┌─ Data provided

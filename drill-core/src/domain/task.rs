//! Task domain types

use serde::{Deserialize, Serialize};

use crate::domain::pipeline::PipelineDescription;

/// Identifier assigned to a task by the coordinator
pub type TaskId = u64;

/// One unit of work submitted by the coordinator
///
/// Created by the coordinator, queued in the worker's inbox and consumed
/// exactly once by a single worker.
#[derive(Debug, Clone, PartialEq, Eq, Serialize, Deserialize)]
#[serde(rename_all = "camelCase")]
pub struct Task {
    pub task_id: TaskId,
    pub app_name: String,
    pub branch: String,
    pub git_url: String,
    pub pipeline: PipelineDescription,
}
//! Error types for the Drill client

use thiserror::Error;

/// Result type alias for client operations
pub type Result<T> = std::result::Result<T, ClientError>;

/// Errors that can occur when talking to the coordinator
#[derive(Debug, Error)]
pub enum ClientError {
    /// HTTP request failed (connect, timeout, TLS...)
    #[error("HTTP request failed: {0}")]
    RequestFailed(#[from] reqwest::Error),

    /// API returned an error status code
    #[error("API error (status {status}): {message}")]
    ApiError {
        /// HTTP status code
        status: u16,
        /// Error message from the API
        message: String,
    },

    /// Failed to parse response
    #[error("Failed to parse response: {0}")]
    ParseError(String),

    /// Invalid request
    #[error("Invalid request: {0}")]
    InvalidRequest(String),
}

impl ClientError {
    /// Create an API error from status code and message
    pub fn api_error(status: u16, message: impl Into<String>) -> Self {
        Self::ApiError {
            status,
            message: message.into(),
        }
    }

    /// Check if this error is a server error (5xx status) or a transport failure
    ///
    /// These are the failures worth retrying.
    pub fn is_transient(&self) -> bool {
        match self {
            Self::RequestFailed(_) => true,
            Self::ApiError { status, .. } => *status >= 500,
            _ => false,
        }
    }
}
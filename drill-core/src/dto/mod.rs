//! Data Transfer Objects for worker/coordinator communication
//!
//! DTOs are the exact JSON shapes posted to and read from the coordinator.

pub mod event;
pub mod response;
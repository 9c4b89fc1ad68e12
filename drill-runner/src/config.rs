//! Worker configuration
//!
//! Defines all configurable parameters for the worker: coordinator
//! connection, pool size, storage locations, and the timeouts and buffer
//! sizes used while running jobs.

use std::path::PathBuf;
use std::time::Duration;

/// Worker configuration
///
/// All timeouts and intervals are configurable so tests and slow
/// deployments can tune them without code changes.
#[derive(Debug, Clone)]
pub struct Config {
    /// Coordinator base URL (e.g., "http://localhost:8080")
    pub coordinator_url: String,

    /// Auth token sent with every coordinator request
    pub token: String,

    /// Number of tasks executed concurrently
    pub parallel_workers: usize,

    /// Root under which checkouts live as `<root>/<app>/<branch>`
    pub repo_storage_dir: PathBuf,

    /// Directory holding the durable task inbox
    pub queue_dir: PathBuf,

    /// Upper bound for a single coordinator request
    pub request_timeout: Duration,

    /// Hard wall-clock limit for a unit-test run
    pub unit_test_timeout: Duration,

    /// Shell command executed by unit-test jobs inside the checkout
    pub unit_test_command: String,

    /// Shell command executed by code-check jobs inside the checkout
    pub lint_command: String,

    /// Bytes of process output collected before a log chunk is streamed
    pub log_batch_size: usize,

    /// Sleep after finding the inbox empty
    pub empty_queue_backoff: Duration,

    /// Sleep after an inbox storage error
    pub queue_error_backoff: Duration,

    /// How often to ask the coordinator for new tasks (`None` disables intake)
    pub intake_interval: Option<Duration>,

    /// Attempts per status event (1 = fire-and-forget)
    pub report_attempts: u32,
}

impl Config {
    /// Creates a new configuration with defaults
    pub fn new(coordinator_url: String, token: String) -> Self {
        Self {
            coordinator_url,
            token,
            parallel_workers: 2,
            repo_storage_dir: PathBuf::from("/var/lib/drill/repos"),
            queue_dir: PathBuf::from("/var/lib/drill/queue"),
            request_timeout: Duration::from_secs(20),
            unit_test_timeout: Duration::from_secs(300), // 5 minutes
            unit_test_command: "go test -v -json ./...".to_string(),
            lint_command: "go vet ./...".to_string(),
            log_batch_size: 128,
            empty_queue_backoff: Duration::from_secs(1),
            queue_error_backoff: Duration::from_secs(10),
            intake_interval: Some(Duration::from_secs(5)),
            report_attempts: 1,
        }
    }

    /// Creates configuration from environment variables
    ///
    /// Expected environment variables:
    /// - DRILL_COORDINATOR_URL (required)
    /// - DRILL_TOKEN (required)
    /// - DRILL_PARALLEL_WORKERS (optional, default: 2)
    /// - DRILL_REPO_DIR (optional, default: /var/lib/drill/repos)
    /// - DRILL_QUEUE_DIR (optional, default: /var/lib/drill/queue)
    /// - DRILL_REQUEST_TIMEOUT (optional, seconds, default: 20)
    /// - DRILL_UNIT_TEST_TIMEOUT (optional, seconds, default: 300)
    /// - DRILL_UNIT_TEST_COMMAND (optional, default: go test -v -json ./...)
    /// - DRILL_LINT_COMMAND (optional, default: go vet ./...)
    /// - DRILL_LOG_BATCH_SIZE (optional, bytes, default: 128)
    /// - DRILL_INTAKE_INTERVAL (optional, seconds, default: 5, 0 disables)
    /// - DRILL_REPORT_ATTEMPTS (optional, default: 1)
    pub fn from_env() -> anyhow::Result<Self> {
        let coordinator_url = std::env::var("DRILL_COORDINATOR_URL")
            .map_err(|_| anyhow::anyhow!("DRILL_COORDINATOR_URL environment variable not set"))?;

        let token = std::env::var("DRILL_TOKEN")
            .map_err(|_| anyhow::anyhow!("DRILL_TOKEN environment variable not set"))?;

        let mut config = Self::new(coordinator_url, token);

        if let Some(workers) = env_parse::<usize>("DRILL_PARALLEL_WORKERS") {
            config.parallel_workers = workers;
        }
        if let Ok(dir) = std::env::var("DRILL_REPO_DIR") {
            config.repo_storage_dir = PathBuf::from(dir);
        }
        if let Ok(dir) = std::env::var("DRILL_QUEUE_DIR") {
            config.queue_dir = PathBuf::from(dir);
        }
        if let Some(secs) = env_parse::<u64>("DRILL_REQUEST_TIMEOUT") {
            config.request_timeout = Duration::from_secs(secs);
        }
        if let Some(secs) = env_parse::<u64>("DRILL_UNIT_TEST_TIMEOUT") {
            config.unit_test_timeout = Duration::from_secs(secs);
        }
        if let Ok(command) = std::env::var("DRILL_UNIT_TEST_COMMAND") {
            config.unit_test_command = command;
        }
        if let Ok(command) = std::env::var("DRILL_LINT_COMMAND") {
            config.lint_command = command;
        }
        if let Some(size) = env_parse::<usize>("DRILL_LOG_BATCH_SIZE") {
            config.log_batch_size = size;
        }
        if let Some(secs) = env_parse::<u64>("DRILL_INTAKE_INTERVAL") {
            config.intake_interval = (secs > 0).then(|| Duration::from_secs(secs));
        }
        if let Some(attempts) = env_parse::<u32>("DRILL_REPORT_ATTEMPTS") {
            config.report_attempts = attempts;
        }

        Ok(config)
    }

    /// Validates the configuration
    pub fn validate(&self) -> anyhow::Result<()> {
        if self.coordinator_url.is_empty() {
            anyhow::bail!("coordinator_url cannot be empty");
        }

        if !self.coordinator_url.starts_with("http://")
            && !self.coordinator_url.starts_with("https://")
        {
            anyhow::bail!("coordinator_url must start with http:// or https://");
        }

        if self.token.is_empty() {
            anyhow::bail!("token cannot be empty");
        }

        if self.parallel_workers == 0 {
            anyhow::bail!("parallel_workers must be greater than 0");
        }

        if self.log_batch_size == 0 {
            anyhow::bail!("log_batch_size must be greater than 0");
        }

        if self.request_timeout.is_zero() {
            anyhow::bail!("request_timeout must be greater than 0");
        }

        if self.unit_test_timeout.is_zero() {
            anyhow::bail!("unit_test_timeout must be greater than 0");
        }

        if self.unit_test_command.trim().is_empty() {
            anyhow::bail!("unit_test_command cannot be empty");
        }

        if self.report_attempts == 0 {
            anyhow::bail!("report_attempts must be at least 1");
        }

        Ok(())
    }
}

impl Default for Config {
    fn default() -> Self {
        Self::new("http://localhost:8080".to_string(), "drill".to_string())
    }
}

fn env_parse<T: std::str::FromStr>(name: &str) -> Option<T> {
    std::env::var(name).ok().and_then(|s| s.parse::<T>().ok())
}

└─

▸ What the task requires: Please give again the lines above between the line holding "#[derive(Debug, Clone, PartialEq, Eq, Serialize, Deserialize)]" and the line holding "from the API", inclusive, exactly as they are and with nothing added.

▸ Worked solution:
#[derive(Debug, Clone, PartialEq, Eq, Serialize, Deserialize)]
#[serde(rename_all = "camelCase")]
pub struct Task {
    pub task_id: TaskId,
    pub app_name: String,
    pub branch: String,
    pub git_url: String,
    pub pipeline: PipelineDescription,
}
//! Error types for the Drill client

use thiserror::Error;

/// Result type alias for client operations
pub type Result<T> = std::result::Result<T, ClientError>;

/// Errors that can occur when talking to the coordinator
#[derive(Debug, Error)]
pub enum ClientError {
    /// HTTP request failed (connect, timeout, TLS...)
    #[error("HTTP request failed: {0}")]
    RequestFailed(#[from] reqwest::Error),

    /// API returned an error status code
    #[error("API error (status {status}): {message}")]
    ApiError {
        /// HTTP status code
        status: u16,
        /// Error message from the API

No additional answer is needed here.